[[ Exercise data open ]]
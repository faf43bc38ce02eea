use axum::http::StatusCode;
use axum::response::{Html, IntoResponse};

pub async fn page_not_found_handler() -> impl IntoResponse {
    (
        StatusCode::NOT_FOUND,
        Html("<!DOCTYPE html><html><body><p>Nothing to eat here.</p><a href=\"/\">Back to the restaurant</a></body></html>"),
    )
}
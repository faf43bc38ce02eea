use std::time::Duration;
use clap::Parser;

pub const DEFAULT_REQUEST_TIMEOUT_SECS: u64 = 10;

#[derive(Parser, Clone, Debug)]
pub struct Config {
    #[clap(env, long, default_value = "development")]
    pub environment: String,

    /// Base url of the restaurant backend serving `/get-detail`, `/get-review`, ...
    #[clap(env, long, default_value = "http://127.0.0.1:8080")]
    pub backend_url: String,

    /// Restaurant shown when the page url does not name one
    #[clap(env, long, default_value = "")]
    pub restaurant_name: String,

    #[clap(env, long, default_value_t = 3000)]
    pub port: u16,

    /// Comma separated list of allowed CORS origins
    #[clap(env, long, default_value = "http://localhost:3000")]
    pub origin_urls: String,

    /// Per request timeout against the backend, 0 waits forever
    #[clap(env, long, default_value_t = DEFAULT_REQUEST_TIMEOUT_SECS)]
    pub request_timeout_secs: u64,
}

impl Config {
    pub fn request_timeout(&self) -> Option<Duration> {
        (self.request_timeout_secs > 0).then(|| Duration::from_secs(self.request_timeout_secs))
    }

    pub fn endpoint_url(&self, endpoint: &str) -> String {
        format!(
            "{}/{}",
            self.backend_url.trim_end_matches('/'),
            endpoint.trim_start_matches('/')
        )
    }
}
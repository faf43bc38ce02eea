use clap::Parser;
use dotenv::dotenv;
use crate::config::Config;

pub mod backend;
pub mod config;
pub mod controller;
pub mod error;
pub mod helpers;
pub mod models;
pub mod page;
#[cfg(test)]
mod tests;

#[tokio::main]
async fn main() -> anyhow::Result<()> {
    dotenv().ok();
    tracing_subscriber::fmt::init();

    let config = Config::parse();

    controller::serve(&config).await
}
[[ Exercise data closed ]]
Goal of the exercise:
Where does the word "main" appear in the material above? Copy every line that holds it.

Exercise solution:
#[tokio::main]
async fn main() -> anyhow::Result<()> {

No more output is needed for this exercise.